//! Result engine: applies one operation to a parent value and an operand.
//!
//! Pure and deterministic, no I/O, no shared state. Every branch rounds to
//! 2 decimal places (half away from zero on the scaled value) and then
//! enforces the ±1,000,000 bound on the rounded result.

use crate::db::models::Operation;
use crate::errors::{AppError, Result};

/// Closed bound on operands and results
pub const VALUE_LIMIT: f64 = 1_000_000.0;

/// Maximum chain length from a root
pub const MAX_DEPTH: i32 = 50;

/// Compute the outcome of applying `operation` to `left` and `right`.
pub fn apply(left: f64, operation: Operation, right: f64) -> Result<f64> {
    let raw = match operation {
        Operation::Add => left + right,
        Operation::Subtract => left - right,
        Operation::Multiply => left * right,
        Operation::Divide => {
            if right == 0.0 {
                return Err(AppError::DivisionByZero);
            }
            left / right
        }
        // `start` carries a value, it is not applied to anything
        Operation::Start => {
            return Err(AppError::InvalidOperation {
                operation: operation.symbol().to_string(),
            })
        }
    };

    let rounded = round_to_cents(raw);

    if !rounded.is_finite() || rounded.abs() > VALUE_LIMIT {
        return Err(AppError::ResultLimitExceeded);
    }

    Ok(rounded)
}

/// Round to 2 decimal places, half away from zero on the scaled value
fn round_to_cents(value: f64) -> f64 {
    (value * 100.0).round() / 100.0
}

#[cfg(test)]
mod tests {
    use super::*;

    #[test]
    fn test_basic_arithmetic() {
        assert_eq!(apply(100.0, Operation::Add, 50.0).unwrap(), 150.0);
        assert_eq!(apply(100.0, Operation::Subtract, 150.0).unwrap(), -50.0);
        assert_eq!(apply(12.0, Operation::Multiply, 3.0).unwrap(), 36.0);
        assert_eq!(apply(12.0, Operation::Divide, 4.0).unwrap(), 3.0);
    }

    #[test]
    fn test_division_rounds_to_two_decimals() {
        assert_eq!(apply(10.0, Operation::Divide, 3.0).unwrap(), 3.33);
        assert_eq!(apply(1.0, Operation::Divide, 3.0).unwrap(), 0.33);
        assert_eq!(apply(-10.0, Operation::Divide, 3.0).unwrap(), -3.33);
    }

    #[test]
    fn test_rounds_half_away_from_zero() {
        // 0.125 and 12.5 are exactly representable, so the half case is real
        assert_eq!(apply(0.0, Operation::Add, 0.125).unwrap(), 0.13);
        assert_eq!(apply(0.0, Operation::Subtract, 0.125).unwrap(), -0.13);
    }

    #[test]
    fn test_division_by_zero() {
        for left in [0.0, 1.0, -42.5, 1_000_000.0] {
            assert!(matches!(
                apply(left, Operation::Divide, 0.0),
                Err(AppError::DivisionByZero)
            ));
        }
    }

    #[test]
    fn test_result_limit() {
        assert!(matches!(
            apply(1_000_000.0, Operation::Add, 1.0),
            Err(AppError::ResultLimitExceeded)
        ));
        assert!(matches!(
            apply(-999_999.0, Operation::Subtract, 2.0),
            Err(AppError::ResultLimitExceeded)
        ));
        assert!(matches!(
            apply(1_000.0, Operation::Multiply, 2_000.0),
            Err(AppError::ResultLimitExceeded)
        ));
    }

    #[test]
    fn test_limit_is_a_closed_bound() {
        assert_eq!(
            apply(999_999.0, Operation::Add, 1.0).unwrap(),
            1_000_000.0
        );
        assert_eq!(
            apply(-999_999.0, Operation::Subtract, 1.0).unwrap(),
            -1_000_000.0
        );
    }

    #[test]
    fn test_limit_checked_after_rounding() {
        // 1,000,000.004 rounds back inside the bound
        assert_eq!(
            apply(1_000_000.0, Operation::Add, 0.004).unwrap(),
            1_000_000.0
        );
    }

    #[test]
    fn test_start_is_not_applicable() {
        assert!(matches!(
            apply(1.0, Operation::Start, 1.0),
            Err(AppError::InvalidOperation { .. })
        ));
    }

    #[test]
    fn test_deterministic() {
        let a = apply(10.0, Operation::Divide, 7.0).unwrap();
        let b = apply(10.0, Operation::Divide, 7.0).unwrap();
        assert_eq!(a, b);
    }
}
+===+
- WHAT IS NEEDED -
The answer must consist of every line above that contains the word "const".

- SOLUTION FOR THIS PROBLEM -
pub const VALUE_LIMIT: f64 = 1_000_000.0;
pub const MAX_DEPTH: i32 = 50;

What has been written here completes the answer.